Now, though, the US (not so much Minnesota) is dealing with another group of astro-turfing assholes, Moms for Liberty. There are signs that they are getting desperate. Would you believe Moms for Liberty was trying to build a claque to attend a school board meeting? They were recruiting “talented clappers” to pack the audience.

It’s not working.

What’s happening instead is that the general public is getting fired up. They hate those arrogant Karens. They’ve recently won school board elections, but like the creationists, as word gets around, the public rises up and notices and starts firing back.

Most of the attendees saw that appeal as a minor victory, or at least as evidence that they were gaining ground in the battle for control over the school district — one of hundreds of similar battles unfolding all over the country. Yes, the Pennridge school board was dominated by far-right members, one of whom had been present in Washington for Donald Trump’s “Stop the Steal” rally-turned-riot on Jan. 6, 2021. Yes, at least five of the nine board members were linked to Moms for Liberty, a right-wing “astroturf” organization that has orchestrated a national campaign to remake public education along arch-conservative and anti-intellectual lines. But Pennridge board meetings for months had been dominated by outraged parents speaking out against the Moms for Liberty incursion and the board majority’s apparent agenda. Conservative forces were sufficiently worried about the optics, it appeared, that they were eager to pull in “talented clappers” from outside the community.

A tightly packed group of Moms for Liberty supporters did indeed show up, huddled together in a few rows of seats. Their mood could best be described as “glowering.” These were not exactly the “joyful warriors” that Moms for Liberty proudly proclaims fights on their behalf. That term would better fit the majority of attendees at Pennridge High that night, who needed no coaxing to whoop and applaud as one speaker after another took the mic, defending the basic freedom to read whatever books one wants, and denouncing the ahistorical and misleading curriculum that conservative board members wanted to force upon the district’s teachers.

This is news that gives me a little optimism. I think the public at large wants to do what is right, even as a minority of hateful, motivated scumbags exploit the system to secure some degree of power. Temporarily.

Comments

  1. raven says

    Some of these right wingnuts have been recalled once the public finds out who they are and what they want to do. Here is one example.

    Recall succeeds in ousting 3 Richland school officials who violated WA masking law
    Eric Rosane August 3, 2023·4 min read
    Tri City Herald edited for length

    Voters soundly recalling 3 Richland school officials after they defied WA mask mandate

    Three Richland School Board members have been recalled and will be removed from office in the coming weeks.

    That’s according to new ballot results released Thursday for the Aug. 1 primary election.

    The recall was the result of a February 2022 split 3-2 vote on the board to go against the state’s indoor mask mandate.

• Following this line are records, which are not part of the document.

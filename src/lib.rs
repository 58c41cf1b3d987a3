pub mod config;
pub mod error;
pub mod injection;
pub mod persistence;
pub mod plan;
pub mod record;
pub mod rng;
pub mod victim;

pub mod prelude {
    pub use crate::config::{Args, Config};
    pub use crate::error::{ErrorClass, FaultError};
    pub use crate::injection::host::{InlineHost, Instrumentation, OperandAccess};
    pub use crate::injection::instrument::{InstrumentedInstruction, Instrumenter, StaticInstruction};
    pub use crate::injection::operand::{EligibilityFilter, Operand, OperandKind};
    pub use crate::injection::selector::Phase;
    pub use crate::injection::{
        BlockAction, DetachPolicy, FinalReport, Granularity, Observation, Session, SessionConfig,
        Variant,
    };
    pub use crate::persistence::{FileNames, Mode, SessionFiles};
    pub use crate::plan::{plan_targets, write_plan};
    pub use crate::record::descriptor::{InjectionDescriptor, Scope, TargetDescriptor};
    pub use crate::record::profile::ProfileRecord;
    pub use crate::rng::Mt64;
    pub use crate::victim::{RankOutcome, RunOptions, Runner, VictimProgram};
}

    A group of voters who initiated the recall charged Bird, Byrd and Williams of:

    Violating Washington’s Open Public Meetings Act (OPMA) by taking final action on a matter not included on a published meeting agenda.

    Violating state law on masking at the time, exceeding their powers and responsibilities as school board members.

    Violating district policies and procedures by failing to assure compliance with laws and policies.

    This was in Washington state.

    The right wingnuts were Friends of the Covid-19 Virus and refused to enforce the Washington state masking mandate during the recent pandemic.

    A lot of these right wingnut school board members really hate the public schools and it wouldn’t bother them to destroy them.

    Audra Bird recalled school board member. “Please do not naively keep your children in Richland School District. It will be to the destruction of their testimonies in Jesus Christ and any moral values you are teaching them in the home.”
    Says it all.

  2. SchreiberBike says

    These people are playing to their strengths, that is clapping loud. It’s certainly not thinking or understanding history.

  3. wzrd1 says

    Interesting gambit, basically bring people from far and wide to intimidate a community rising up against a minority by showing an army.
    An army of “talented clappers”, interesting that they’d want an army willing to pass along gonorrhea. Then again, such groups have already expanded syphilis and HIV infection rates to developing nation rates.

    More concerning is, that group did get Florida’s legislature to pass a law where any objection by a school board member to an out of context, cherrypicked reading from an objected to work gets that work banned.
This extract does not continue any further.